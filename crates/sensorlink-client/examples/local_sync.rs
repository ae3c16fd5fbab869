// Local time sync example demonstrating:
// - A hub (time server) and a sensor node (time client), each with its own
//   connection to one in-process broker
// - Request loss and the one-second retry loop
// - Sealing a sensor reading into a Message datagram with the synced time
//
// Run with:
//   RUST_LOG=debug cargo run -p sensorlink-client --example local_sync
//
// Load roles from a TOML file instead:
//   cargo run -p sensorlink-client --example local_sync -- node.toml

use std::time::Duration;

use sensorlink_client::client::CommClient;
use sensorlink_client::config::ClientConfig;
use sensorlink_client::transport::LocalBroker;
use sensorlink_proto::codec;
use sensorlink_proto::datagram::{Encoding, parse_public_header};
use sensorlink_proto::keys::Iv;
use tracing::{info, warn};
use tracing_subscriber::{EnvFilter, fmt, prelude::*};

const PASSPHRASE: &str = "greenhouse shared secret";

#[tokio::main]
async fn main() -> Result<(), Box<dyn std::error::Error>> {
    tracing_subscriber::registry()
        .with(EnvFilter::try_from_default_env().unwrap_or_else(|_| EnvFilter::new("info")))
        .with(fmt::layer())
        .init();

    let broker = LocalBroker::new()?;
    // Lose the first two requests so the retry loop has something to do.
    broker.drop_next("hub/time/request", 2);

    let hub = CommClient::builder()
        .time_server("hub", PASSPHRASE)
        .transport(broker.client())
        .build()?;

    let node = match std::env::args().nth(1) {
        Some(path) => CommClient::new(ClientConfig::from_file(path)?, broker.client()),
        None => CommClient::builder()
            .time_client("hub", PASSPHRASE)
            .transport(broker.client())
            .build()?,
    };

    hub.start()?;
    node.start()?;
    info!("hub and node started");

    let Some(time_client) = node.time_client() else {
        warn!("configuration has no time client; nothing to sync");
        return Ok(());
    };

    let base = match tokio::time::timeout(Duration::from_secs(10), time_client.wait_synced()).await
    {
        Ok(base) => base,
        Err(_) => {
            warn!("node did not sync within 10 s");
            return Ok(());
        }
    };
    info!(timestamp = base.timestamp, "node synced");

    tokio::time::sleep(Duration::from_secs(2)).await;
    let now = node.current_time().unwrap_or_default();
    info!(timestamp = now, "extrapolated hub time");

    // Seal a reading with the synced time and open it again.
    let config = time_client_config(&node)?;
    let credentials = config.credentials();
    let reading = br#"{"sensor":"soil-moisture","value":0.42}"#;
    let datagram = codec::encode(
        config.address(),
        credentials.passphrase(),
        credentials.key(),
        &Iv::random(),
        i32::try_from(now).unwrap_or(i32::MAX),
        Encoding::Json,
        reading,
    )?;
    let header = parse_public_header(&datagram)?;
    info!(
        kind = ?header.kind,
        source = %header.source_address,
        len = datagram.len(),
        "sealed reading"
    );
    let opened = codec::decode(&datagram, credentials.passphrase(), credentials.key())?;
    info!(
        timestamp = opened.timestamp,
        payload = %String::from_utf8_lossy(&opened.payload),
        "opened reading"
    );

    node.disconnect();
    info!("disconnected");
    Ok(())
}

fn time_client_config(
    node: &CommClient,
) -> Result<&sensorlink_client::config::TimeConfig, Box<dyn std::error::Error>> {
    node.config()
        .time_client
        .as_ref()
        .ok_or_else(|| "no time client configured".into())
}
// Copyright 2026 U.S. Federal Government (in countries where recognized)
// SPDX-License-Identifier: Apache-2.0

//! Time client role.
//!
//! On start the client subscribes to `{address}/time`, publishes one request
//! on `{address}/time/request`, and then re-requests once per
//! [`RETRY_INTERVAL`] until a valid time datagram arrives. The retry cadence
//! is flat and unbounded; the broker is assumed lossy.
//!
//! Each valid datagram replaces the [`SyncBase`], so unsolicited time
//! datagrams keep refreshing the local clock after the retry loop has
//! ended. Nothing triggers a resync on its own once synced.
//!
//! The current base is published through a `tokio::sync::watch` channel:
//!
//! ```no_run
//! # async fn run(client: sensorlink_client::time_client::TimeClient) {
//! let mut rx = client.watch();
//! while rx.changed().await.is_ok() {
//!     if let Some(base) = *rx.borrow() {
//!         println!("server time is now {}", base.extrapolate());
//!     }
//! }
//! # }
//! ```

use std::sync::{Arc, Mutex, MutexGuard, PoisonError, Weak};
use std::time::Duration;

use sensorlink_proto::datagram::Address;
use sensorlink_proto::keys::Credentials;
use sensorlink_proto::time::disassemble_time;
use tokio::runtime::Handle;
use tokio::sync::watch;
use tokio::time::Instant;
use tracing::{debug, info};

use crate::config::TimeConfig;
use crate::error::ClientError;
use crate::transport::{PubSubClient, time_channel, time_request_channel};

/// Delay between time requests while unsynced.
pub const RETRY_INTERVAL: Duration = Duration::from_secs(1);

/// The last server timestamp received and the local instant it arrived.
#[derive(Clone, Copy, Debug, Eq, PartialEq)]
pub struct SyncBase {
    /// Server time in seconds since the Unix epoch.
    pub timestamp: i32,
    /// Local monotonic instant the timestamp was accepted.
    pub received_at: Instant,
}

impl SyncBase {
    /// Server time now, extrapolated from the base in whole seconds.
    pub fn extrapolate(&self) -> i64 {
        self.extrapolate_at(Instant::now())
    }

    /// Server time at `now`. Instants before the base yield the base.
    pub fn extrapolate_at(&self, now: Instant) -> i64 {
        let elapsed = now.saturating_duration_since(self.received_at).as_secs();
        i64::from(self.timestamp).saturating_add(i64::try_from(elapsed).unwrap_or(i64::MAX))
    }
}

/// Keeps a local view of a time server's clock.
///
/// Cloning yields another handle to the same role.
#[derive(Clone)]
pub struct TimeClient {
    inner: Arc<ClientInner>,
}

struct ClientInner {
    config: TimeConfig,
    credentials: Credentials,
    transport: Arc<dyn PubSubClient>,
    request_channel: String,
    time_channel: String,
    state: watch::Sender<Option<SyncBase>>,
    // Present while running; dropping or signalling it ends the retry loop.
    shutdown: Mutex<Option<watch::Sender<bool>>>,
}

impl TimeClient {
    /// Create a stopped, unsynced client for `config.address()`.
    pub fn new(config: TimeConfig, transport: Arc<dyn PubSubClient>) -> Self {
        let credentials = config.credentials();
        let request_channel = time_request_channel(config.address());
        let time_channel = time_channel(config.address());
        let (state, _) = watch::channel(None);
        TimeClient {
            inner: Arc::new(ClientInner {
                config,
                credentials,
                transport,
                request_channel,
                time_channel,
                state,
                shutdown: Mutex::new(None),
            }),
        }
    }

    /// Subscribe, send the first request, and spawn the retry loop on the
    /// current tokio runtime.
    pub fn start(&self) -> Result<(), ClientError> {
        let handle = Handle::try_current().map_err(|_| ClientError::NoRuntime)?;
        let inner = &self.inner;

        let shutdown_rx = {
            let mut running = inner.lock_shutdown();
            if running.is_some() {
                return Err(ClientError::AlreadyStarted {
                    role: "time client",
                    address: inner.config.address().to_string(),
                });
            }
            let (tx, rx) = watch::channel(false);
            *running = Some(tx);
            rx
        };

        let weak = Arc::downgrade(inner);
        inner.transport.subscribe(
            &inner.time_channel,
            Arc::new(move |_channel: &str, data: &[u8]| {
                if let Some(inner) = weak.upgrade() {
                    inner.on_time(data);
                }
            }),
        );
        debug!(addr = %inner.config.address(), "time client started");

        inner.send_request();
        handle.spawn(retry_loop(Arc::downgrade(inner), shutdown_rx));
        Ok(())
    }

    /// End the retry loop and unsubscribe. The last sync base is kept.
    pub fn stop(&self) {
        let inner = &self.inner;
        let Some(shutdown) = inner.lock_shutdown().take() else {
            return;
        };
        let _ = shutdown.send(true);
        inner.transport.unsubscribe(&inner.time_channel);
        debug!(addr = %inner.config.address(), "time client stopped");
    }

    /// Whether the client has been started and not stopped.
    pub fn is_running(&self) -> bool {
        self.inner.lock_shutdown().is_some()
    }

    /// Whether a valid time datagram has been received.
    pub fn is_synced(&self) -> bool {
        self.inner.state.borrow().is_some()
    }

    /// The current sync base, if synced.
    pub fn sync_base(&self) -> Option<SyncBase> {
        *self.inner.state.borrow()
    }

    /// Server time now, or `None` before the first valid time datagram.
    pub fn now(&self) -> Option<i64> {
        self.sync_base().map(|base| base.extrapolate())
    }

    /// Wait until the client is synced and return the base.
    ///
    /// Returns immediately if already synced.
    pub async fn wait_synced(&self) -> SyncBase {
        let mut rx = self.inner.state.subscribe();
        loop {
            if let Some(base) = *rx.borrow_and_update() {
                return base;
            }
            // The sender lives in `self.inner`, so this only fails if it is
            // dropped, which cannot happen while `self` is borrowed.
            if rx.changed().await.is_err() {
                std::future::pending::<()>().await;
            }
        }
    }

    /// Subscribe to sync base updates.
    pub fn watch(&self) -> watch::Receiver<Option<SyncBase>> {
        self.inner.state.subscribe()
    }

    /// The address of the server this client syncs from.
    pub fn address(&self) -> &Address {
        self.inner.config.address()
    }
}

impl std::fmt::Debug for TimeClient {
    fn fmt(&self, f: &mut std::fmt::Formatter<'_>) -> std::fmt::Result {
        f.debug_struct("TimeClient")
            .field("address", self.address())
            .field("running", &self.is_running())
            .field("sync_base", &self.sync_base())
            .finish()
    }
}

impl ClientInner {
    fn lock_shutdown(&self) -> MutexGuard<'_, Option<watch::Sender<bool>>> {
        self.shutdown.lock().unwrap_or_else(PoisonError::into_inner)
    }

    fn send_request(&self) {
        self.transport.publish(&self.request_channel, &[]);
        debug!(addr = %self.config.address(), "sent time request");
    }

    fn on_time(&self, data: &[u8]) {
        match disassemble_time(data, self.config.address(), &self.credentials) {
            Ok(timestamp) => {
                self.state.send_replace(Some(SyncBase {
                    timestamp,
                    received_at: Instant::now(),
                }));
                debug!(addr = %self.config.address(), timestamp, "received time");
            }
            Err(e) => info!(addr = %self.config.address(), "ignoring time datagram: {}", e),
        }
    }
}

impl Drop for ClientInner {
    fn drop(&mut self) {
        // The time callback only holds a weak handle; remove it with us.
        let running = self
            .shutdown
            .get_mut()
            .unwrap_or_else(PoisonError::into_inner)
            .take();
        if running.is_some() {
            self.transport.unsubscribe(&self.time_channel);
            debug!(addr = %self.config.address(), "time client dropped while running");
        }
    }
}

async fn retry_loop(weak: Weak<ClientInner>, mut shutdown: watch::Receiver<bool>) {
    loop {
        tokio::select! {
            _ = tokio::time::sleep(RETRY_INTERVAL) => {}
            _ = shutdown.changed() => return,
        }
        let Some(inner) = weak.upgrade() else {
            return;
        };
        if inner.state.borrow().is_some() {
            debug!(addr = %inner.config.address(), "synced, retry loop done");
            return;
        }
        inner.send_request();
    }
}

The problem –
Your task is to transcribe, with no changes, only the lines of the listing above that lie between the line holding "let now = node.current_time().unwrap_or_default();" and the line holding "re-requests once per", inclusive.

Exercise answer –
    let now = node.current_time().unwrap_or_default();
    info!(timestamp = now, "extrapolated hub time");

    // Seal a reading with the synced time and open it again.
    let config = time_client_config(&node)?;
    let credentials = config.credentials();
    let reading = br#"{"sensor":"soil-moisture","value":0.42}"#;
    let datagram = codec::encode(
        config.address(),
        credentials.passphrase(),
        credentials.key(),
        &Iv::random(),
        i32::try_from(now).unwrap_or(i32::MAX),
        Encoding::Json,
        reading,
    )?;
    let header = parse_public_header(&datagram)?;
    info!(
        kind = ?header.kind,
        source = %header.source_address,
        len = datagram.len(),
        "sealed reading"
    );
    let opened = codec::decode(&datagram, credentials.passphrase(), credentials.key())?;
    info!(
        timestamp = opened.timestamp,
        payload = %String::from_utf8_lossy(&opened.payload),
        "opened reading"
    );

    node.disconnect();
    info!("disconnected");
    Ok(())
}

fn time_client_config(
    node: &CommClient,
) -> Result<&sensorlink_client::config::TimeConfig, Box<dyn std::error::Error>> {
    node.config()
        .time_client
        .as_ref()
        .ok_or_else(|| "no time client configured".into())
}
// Copyright 2026 U.S. Federal Government (in countries where recognized)
// SPDX-License-Identifier: Apache-2.0

//! Time client role.
//!
//! On start the client subscribes to `{address}/time`, publishes one request
//! on `{address}/time/request`, and then re-requests once per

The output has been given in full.